Sunday, December 07, 2008

H’assidisme authentique, H’assidisme dévoyé…

mer ,3 déc 2008

Dépêches, Editoriaux,

Les traumatismes laissés dans le peuple juif par les épisodes des mystiques faux-messies, Sabbataï Tzvi ou Jacob Frank, ainsi que par les massacres de Chmielnitzki, avaient poussé les instances juives du 17e siècle à recentrer la vie juive sur l’étude des textes et une certaine vision académique du vécu juif, mais souvent dénués de spiritualité et de joie, et réservée par la force des choses à une élite intellectuelle.

Lorsque naquit le Hassidisme au 18e siècle, plus qu’un mouvement religieux, ce fut avant tout une impulsion populaire qui se voulait en rupture avec le Judaïsme rabbinique de l’époque, et qui voulait restaurer certaines valeurs fondamentales de la vie juive quelque peu délaissées par les élites de l’époque : joie, ferveur, amour du prochain, entraide. Les Maîtres du Hassidisme mirent d’abord en opposition la dialectique casuistique, la halakha stricte et une certaines austérité d’un côté, avec la mystique, la spiritualité intérieure et la joie de vivre de l’autre, ce qui donna lieu à un véritable schisme entre les Hassidim et leurs opposants, appelés stricto sensu « Mitnagdim », qui les accusaient de réduire le Judaïsme à un pur folklore. Plus tard, certains grands Maîtres, tel le « Tsemah’ Tsedek » de la dynastie Loubavitch, tentèrent une synthèse afin que le mouvement hassidique n’aille pas trop loin dans sa volonté de « révolutionner la vie juive ».

Presque trois siècles plus tard, le monde hassidique est loin d’être homogène. Les circonstances historiques locales, les personnalités et les enseignements des Maîtres de chacune des nombreuses branches ont donné naissance à d’innombrables manières « d’être Hassid ».

Tout près de nous, les terribles attentats de Bombay ont permis de mettre en exergue deux manières totalement antinomiques de concevoir et vivre la H’assidout.

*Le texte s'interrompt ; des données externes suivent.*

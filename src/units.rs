//! Hydration units and conversion constants
//!
//! Cups are stored in whatever unit the user entered (ml, l or fl oz);
//! everything is normalised through milliliters.

use serde::{Deserialize, Serialize};

// ============================================================================
// Volume Conversion Constants (to milliliters)
// ============================================================================

/// Milliliters per fluid ounce (US)
pub const ML_PER_FL_OZ: f64 = 29.5735;
/// Milliliters per liter
pub const ML_PER_LITER: f64 = 1000.0;

/// Unit a cup's capacity is recorded in
#[derive(Debug, Clone, Copy, PartialEq, Eq, Hash, Serialize, Deserialize)]
#[serde(rename_all = "lowercase")]
pub enum VolumeUnit {
    Ml,
    Oz,
    L,
}

impl VolumeUnit {
    pub fn as_str(&self) -> &'static str {
        match self {
            VolumeUnit::Ml => "ml",
            VolumeUnit::Oz => "oz",
            VolumeUnit::L => "l",
        }
    }

    pub fn from_str(s: &str) -> Option<Self> {
        match s.trim().to_lowercase().as_str() {
            "ml" | "milliliter" | "milliliters" | "millilitre" | "millilitres" => {
                Some(VolumeUnit::Ml)
            }
            "oz" | "fl oz" | "floz" | "fluid ounce" | "fluid ounces" => Some(VolumeUnit::Oz),
            "l" | "liter" | "liters" | "litre" | "litres" => Some(VolumeUnit::L),
            _ => None,
        }
    }

    /// Conversion factor from this unit to milliliters
    pub fn ml_per_unit(&self) -> f64 {
        match self {
            VolumeUnit::Ml => 1.0,
            VolumeUnit::Oz => ML_PER_FL_OZ,
            VolumeUnit::L => ML_PER_LITER,
        }
    }
}

/// Convert a volume to milliliters
pub fn to_ml(amount: f64, unit: VolumeUnit) -> f64 {
    amount * unit.ml_per_unit()
}

/// Convert a volume to fluid ounces
pub fn to_fl_oz(amount: f64, unit: VolumeUnit) -> f64 {
    match unit {
        VolumeUnit::Oz => amount,
        _ => to_ml(amount, unit) / ML_PER_FL_OZ,
    }
}

/// Convert a volume between any two units
pub fn convert(amount: f64, from: VolumeUnit, to: VolumeUnit) -> f64 {
    match to {
        _ if from == to => amount,
        VolumeUnit::Oz => to_fl_oz(amount, from),
        _ => to_ml(amount, from) / to.ml_per_unit(),
    }
}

En quelques jours, le peuple juif entier a pu être le témoin du rôle primordial que joue la H’assidout Habad dans le tissu social juif planétaire. Les héros malgré-eux de cette horrible tragédie, en l’occurrence le Rav Gavriel Holtzberg z.l. et sa femme Rivka z.l., faisaient partie de ces milliers de h’assidé H’abad qui avec un dévouement et une abnégation sans pareils, acceptent de vivre dans des environnements souvent difficiles, dans le seul but de constituer un phare et une source de chaleur pour tout Juif qui se trouve dans les régions parfois les plus reculées – résident comme touriste. L’amour du prochain, pratiqué corps, âme et biens par les adeptes du Rabbi de Loubavitch, sont l’incarnation pure de ce que voulaient les fondateurs du H’assidisme : « Quel que soit le Juif, où qu’il soit, et quel que soit son degré de pratique, il est mon frère. Et pour cela, je dois l’aimer et l’aider ».

Aimer et accueillir n’importe quel Juif, même s’il professe des idées totalement opposées aux miennes, est l’une des devises de H’abad, et c’est la raison pour laquelle, le sort a voulu que soient assassinés ensemble, dans ce même local de Beit H’abad de Bombay, le couple H’abad Holtzberg z.l., et Aryeh Leib Teitelbaum z.l. , membre du courant h’assidique Satmar.

Dès la confirmation de la mort des neuf Juifs, le gouvernement israélien a proposé ses services pour le rapatriement des corps et pour leur accorder des funérailles nationales. Le fait que le courant Satmar ait pour étendard une opposition radicale au Sionisme n’aurait pas du, en de telles circonstances dramatiques, jouer un rôle dans ces événements, ni même être mis en avant.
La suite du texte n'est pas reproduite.